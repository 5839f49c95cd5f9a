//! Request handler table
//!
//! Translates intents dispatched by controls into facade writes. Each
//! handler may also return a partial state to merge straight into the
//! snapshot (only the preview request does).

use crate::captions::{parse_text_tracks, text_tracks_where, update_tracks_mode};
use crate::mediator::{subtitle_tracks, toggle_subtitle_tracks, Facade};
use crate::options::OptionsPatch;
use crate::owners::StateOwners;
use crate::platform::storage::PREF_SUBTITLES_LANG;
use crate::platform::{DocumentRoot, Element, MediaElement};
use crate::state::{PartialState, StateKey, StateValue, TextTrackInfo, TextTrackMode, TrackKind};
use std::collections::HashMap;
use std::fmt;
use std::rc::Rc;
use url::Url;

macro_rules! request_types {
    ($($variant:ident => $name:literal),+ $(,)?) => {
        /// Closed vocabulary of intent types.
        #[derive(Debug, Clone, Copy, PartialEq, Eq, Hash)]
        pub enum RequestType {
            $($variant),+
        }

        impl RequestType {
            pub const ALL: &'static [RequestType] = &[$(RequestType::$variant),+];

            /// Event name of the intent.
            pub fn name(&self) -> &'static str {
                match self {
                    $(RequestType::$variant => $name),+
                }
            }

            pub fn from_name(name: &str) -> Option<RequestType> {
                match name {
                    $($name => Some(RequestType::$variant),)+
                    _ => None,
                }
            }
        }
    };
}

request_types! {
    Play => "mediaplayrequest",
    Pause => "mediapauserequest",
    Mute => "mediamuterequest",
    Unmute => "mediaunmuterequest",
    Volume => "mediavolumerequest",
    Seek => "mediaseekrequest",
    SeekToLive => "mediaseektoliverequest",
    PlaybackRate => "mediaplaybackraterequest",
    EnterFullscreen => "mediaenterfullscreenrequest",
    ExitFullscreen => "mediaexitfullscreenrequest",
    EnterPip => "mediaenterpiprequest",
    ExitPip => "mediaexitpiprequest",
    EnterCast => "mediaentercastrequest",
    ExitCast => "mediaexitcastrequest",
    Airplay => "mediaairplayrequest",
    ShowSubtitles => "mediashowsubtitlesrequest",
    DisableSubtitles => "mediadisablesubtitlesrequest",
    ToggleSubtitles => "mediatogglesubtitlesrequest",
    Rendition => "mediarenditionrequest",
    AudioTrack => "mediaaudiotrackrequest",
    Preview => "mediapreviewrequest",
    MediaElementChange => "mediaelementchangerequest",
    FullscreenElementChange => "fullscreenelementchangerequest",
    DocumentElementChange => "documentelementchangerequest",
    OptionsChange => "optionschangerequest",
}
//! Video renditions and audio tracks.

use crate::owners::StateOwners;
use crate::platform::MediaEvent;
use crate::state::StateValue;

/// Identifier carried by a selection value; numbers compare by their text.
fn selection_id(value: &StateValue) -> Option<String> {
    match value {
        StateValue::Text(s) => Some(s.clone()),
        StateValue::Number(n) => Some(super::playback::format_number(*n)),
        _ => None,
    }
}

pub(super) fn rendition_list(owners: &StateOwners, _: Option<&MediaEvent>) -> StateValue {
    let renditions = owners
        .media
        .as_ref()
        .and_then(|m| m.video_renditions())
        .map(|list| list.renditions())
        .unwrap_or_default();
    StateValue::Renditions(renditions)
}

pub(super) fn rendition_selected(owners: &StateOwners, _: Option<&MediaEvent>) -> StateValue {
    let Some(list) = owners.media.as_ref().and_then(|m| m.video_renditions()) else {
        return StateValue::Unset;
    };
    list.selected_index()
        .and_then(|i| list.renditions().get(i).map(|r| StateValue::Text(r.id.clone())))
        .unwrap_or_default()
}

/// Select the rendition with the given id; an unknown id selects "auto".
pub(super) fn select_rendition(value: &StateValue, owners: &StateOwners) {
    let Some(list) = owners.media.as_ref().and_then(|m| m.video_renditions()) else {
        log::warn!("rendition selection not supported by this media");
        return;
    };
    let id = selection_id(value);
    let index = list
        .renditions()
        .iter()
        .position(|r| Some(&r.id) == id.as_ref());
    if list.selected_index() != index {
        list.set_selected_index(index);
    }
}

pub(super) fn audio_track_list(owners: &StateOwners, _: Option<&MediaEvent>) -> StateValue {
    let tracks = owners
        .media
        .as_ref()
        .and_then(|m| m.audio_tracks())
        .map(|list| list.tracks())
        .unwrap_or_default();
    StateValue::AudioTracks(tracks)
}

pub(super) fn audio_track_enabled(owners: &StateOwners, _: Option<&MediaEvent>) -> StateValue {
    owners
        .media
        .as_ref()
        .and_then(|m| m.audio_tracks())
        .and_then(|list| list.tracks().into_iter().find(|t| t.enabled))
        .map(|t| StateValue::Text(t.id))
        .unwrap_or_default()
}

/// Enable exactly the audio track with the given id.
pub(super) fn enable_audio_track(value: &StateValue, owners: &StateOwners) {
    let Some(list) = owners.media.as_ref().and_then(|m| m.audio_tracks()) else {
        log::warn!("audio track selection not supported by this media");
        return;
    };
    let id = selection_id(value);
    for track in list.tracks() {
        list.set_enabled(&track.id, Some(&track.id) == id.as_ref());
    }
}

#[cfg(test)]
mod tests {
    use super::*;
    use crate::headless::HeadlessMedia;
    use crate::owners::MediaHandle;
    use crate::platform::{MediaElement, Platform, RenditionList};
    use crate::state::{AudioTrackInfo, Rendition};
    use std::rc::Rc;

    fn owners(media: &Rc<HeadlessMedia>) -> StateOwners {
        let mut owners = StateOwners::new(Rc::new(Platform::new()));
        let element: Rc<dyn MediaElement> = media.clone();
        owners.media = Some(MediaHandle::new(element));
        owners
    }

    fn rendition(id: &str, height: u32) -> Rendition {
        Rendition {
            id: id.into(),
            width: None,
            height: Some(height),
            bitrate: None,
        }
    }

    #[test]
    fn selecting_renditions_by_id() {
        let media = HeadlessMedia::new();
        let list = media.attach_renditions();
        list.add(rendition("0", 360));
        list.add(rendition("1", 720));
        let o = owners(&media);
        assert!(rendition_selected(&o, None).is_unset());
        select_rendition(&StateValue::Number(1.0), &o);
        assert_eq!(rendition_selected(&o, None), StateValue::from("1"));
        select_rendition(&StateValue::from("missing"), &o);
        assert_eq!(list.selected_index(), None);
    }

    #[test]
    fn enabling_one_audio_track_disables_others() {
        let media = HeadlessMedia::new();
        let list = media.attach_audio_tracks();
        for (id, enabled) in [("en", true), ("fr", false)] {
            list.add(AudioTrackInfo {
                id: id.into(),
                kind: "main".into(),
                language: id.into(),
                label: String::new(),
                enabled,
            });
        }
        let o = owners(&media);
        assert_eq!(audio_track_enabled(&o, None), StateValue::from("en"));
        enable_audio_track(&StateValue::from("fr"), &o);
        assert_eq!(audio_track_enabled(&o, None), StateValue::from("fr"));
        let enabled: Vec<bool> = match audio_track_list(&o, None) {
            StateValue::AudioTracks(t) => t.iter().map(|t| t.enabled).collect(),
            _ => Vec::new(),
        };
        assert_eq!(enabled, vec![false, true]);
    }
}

What is expected → Return the full material exactly.

Answer to the problem →
repository 5839f49c95cd5f9a
//! Request handler table
//!
//! Translates intents dispatched by controls into facade writes. Each
//! handler may also return a partial state to merge straight into the
//! snapshot (only the preview request does).

use crate::captions::{parse_text_tracks, text_tracks_where, update_tracks_mode};
use crate::mediator::{subtitle_tracks, toggle_subtitle_tracks, Facade};
use crate::options::OptionsPatch;
use crate::owners::StateOwners;
use crate::platform::storage::PREF_SUBTITLES_LANG;
use crate::platform::{DocumentRoot, Element, MediaElement};
use crate::state::{PartialState, StateKey, StateValue, TextTrackInfo, TextTrackMode, TrackKind};
use std::collections::HashMap;
use std::fmt;
use std::rc::Rc;
use url::Url;

macro_rules! request_types {
    ($($variant:ident => $name:literal),+ $(,)?) => {
        /// Closed vocabulary of intent types.
        #[derive(Debug, Clone, Copy, PartialEq, Eq, Hash)]
        pub enum RequestType {
            $($variant),+
        }

        impl RequestType {
            pub const ALL: &'static [RequestType] = &[$(RequestType::$variant),+];

            /// Event name of the intent.
            pub fn name(&self) -> &'static str {
                match self {
                    $(RequestType::$variant => $name),+
                }
            }

            pub fn from_name(name: &str) -> Option<RequestType> {
                match name {
                    $($name => Some(RequestType::$variant),)+
                    _ => None,
                }
            }
        }
    };
}

request_types! {
    Play => "mediaplayrequest",
    Pause => "mediapauserequest",
    Mute => "mediamuterequest",
    Unmute => "mediaunmuterequest",
    Volume => "mediavolumerequest",
    Seek => "mediaseekrequest",
    SeekToLive => "mediaseektoliverequest",
    PlaybackRate => "mediaplaybackraterequest",
    EnterFullscreen => "mediaenterfullscreenrequest",
    ExitFullscreen => "mediaexitfullscreenrequest",
    EnterPip => "mediaenterpiprequest",
    ExitPip => "mediaexitpiprequest",
    EnterCast => "mediaentercastrequest",
    ExitCast => "mediaexitcastrequest",
    Airplay => "mediaairplayrequest",
    ShowSubtitles => "mediashowsubtitlesrequest",
    DisableSubtitles => "mediadisablesubtitlesrequest",
    ToggleSubtitles => "mediatogglesubtitlesrequest",
    Rendition => "mediarenditionrequest",
    AudioTrack => "mediaaudiotrackrequest",
    Preview => "mediapreviewrequest",
    MediaElementChange => "mediaelementchangerequest",
    FullscreenElementChange => "fullscreenelementchangerequest",
    DocumentElementChange => "documentelementchangerequest",
    OptionsChange => "optionschangerequest",
}
//! Video renditions and audio tracks.

use crate::owners::StateOwners;
use crate::platform::MediaEvent;
use crate::state::StateValue;

/// Identifier carried by a selection value; numbers compare by their text.
fn selection_id(value: &StateValue) -> Option<String> {
    match value {
        StateValue::Text(s) => Some(s.clone()),
        StateValue::Number(n) => Some(super::playback::format_number(*n)),
        _ => None,
    }
}

pub(super) fn rendition_list(owners: &StateOwners, _: Option<&MediaEvent>) -> StateValue {
    let renditions = owners
        .media
        .as_ref()
        .and_then(|m| m.video_renditions())
        .map(|list| list.renditions())
        .unwrap_or_default();
    StateValue::Renditions(renditions)
}

pub(super) fn rendition_selected(owners: &StateOwners, _: Option<&MediaEvent>) -> StateValue {
    let Some(list) = owners.media.as_ref().and_then(|m| m.video_renditions()) else {
        return StateValue::Unset;
    };
    list.selected_index()
        .and_then(|i| list.renditions().get(i).map(|r| StateValue::Text(r.id.clone())))
        .unwrap_or_default()
}

/// Select the rendition with the given id; an unknown id selects "auto".
pub(super) fn select_rendition(value: &StateValue, owners: &StateOwners) {
    let Some(list) = owners.media.as_ref().and_then(|m| m.video_renditions()) else {
        log::warn!("rendition selection not supported by this media");
        return;
    };
    let id = selection_id(value);
    let index = list
        .renditions()
        .iter()
        .position(|r| Some(&r.id) == id.as_ref());
    if list.selected_index() != index {
        list.set_selected_index(index);
    }
}

pub(super) fn audio_track_list(owners: &StateOwners, _: Option<&MediaEvent>) -> StateValue {
    let tracks = owners
        .media
        .as_ref()
        .and_then(|m| m.audio_tracks())
        .map(|list| list.tracks())
        .unwrap_or_default();
    StateValue::AudioTracks(tracks)
}

pub(super) fn audio_track_enabled(owners: &StateOwners, _: Option<&MediaEvent>) -> StateValue {
    owners
        .media
        .as_ref()
        .and_then(|m| m.audio_tracks())
        .and_then(|list| list.tracks().into_iter().find(|t| t.enabled))
        .map(|t| StateValue::Text(t.id))
        .unwrap_or_default()
}

/// Enable exactly the audio track with the given id.
pub(super) fn enable_audio_track(value: &StateValue, owners: &StateOwners) {
    let Some(list) = owners.media.as_ref().and_then(|m| m.audio_tracks()) else {
        log::warn!("audio track selection not supported by this media");
        return;
    };
    let id = selection_id(value);
    for track in list.tracks() {
        list.set_enabled(&track.id, Some(&track.id) == id.as_ref());
    }
}

#[cfg(test)]
mod tests {
    use super::*;
    use crate::headless::HeadlessMedia;
    use crate::owners::MediaHandle;
    use crate::platform::{MediaElement, Platform, RenditionList};
    use crate::state::{AudioTrackInfo, Rendition};
    use std::rc::Rc;

    fn owners(media: &Rc<HeadlessMedia>) -> StateOwners {
        let mut owners = StateOwners::new(Rc::new(Platform::new()));
        let element: Rc<dyn MediaElement> = media.clone();
        owners.media = Some(MediaHandle::new(element));
        owners
    }

    fn rendition(id: &str, height: u32) -> Rendition {
        Rendition {
            id: id.into(),
            width: None,
            height: Some(height),
            bitrate: None,
        }
    }

    #[test]
    fn selecting_renditions_by_id() {
        let media = HeadlessMedia::new();
        let list = media.attach_renditions();
        list.add(rendition("0", 360));
        list.add(rendition("1", 720));
        let o = owners(&media);
        assert!(rendition_selected(&o, None).is_unset());
        select_rendition(&StateValue::Number(1.0), &o);
        assert_eq!(rendition_selected(&o, None), StateValue::from("1"));
        select_rendition(&StateValue::from("missing"), &o);
        assert_eq!(list.selected_index(), None);
    }

    #[test]
    fn enabling_one_audio_track_disables_others() {
        let media = HeadlessMedia::new();
        let list = media.attach_audio_tracks();
        for (id, enabled) in [("en", true), ("fr", false)] {
            list.add(AudioTrackInfo {
                id: id.into(),
                kind: "main".into(),
                language: id.into(),
                label: String::new(),
                enabled,
            });
        }
        let o = owners(&media);
        assert_eq!(audio_track_enabled(&o, None), StateValue::from("en"));
        enable_audio_track(&StateValue::from("fr"), &o);
        assert_eq!(audio_track_enabled(&o, None), StateValue::from("fr"));
        let enabled: Vec<bool> = match audio_track_list(&o, None) {
            StateValue::AudioTracks(t) => t.iter().map(|t| t.enabled).collect(),
            _ => Vec::new(),
        };
        assert_eq!(enabled, vec![false, true]);
    }
}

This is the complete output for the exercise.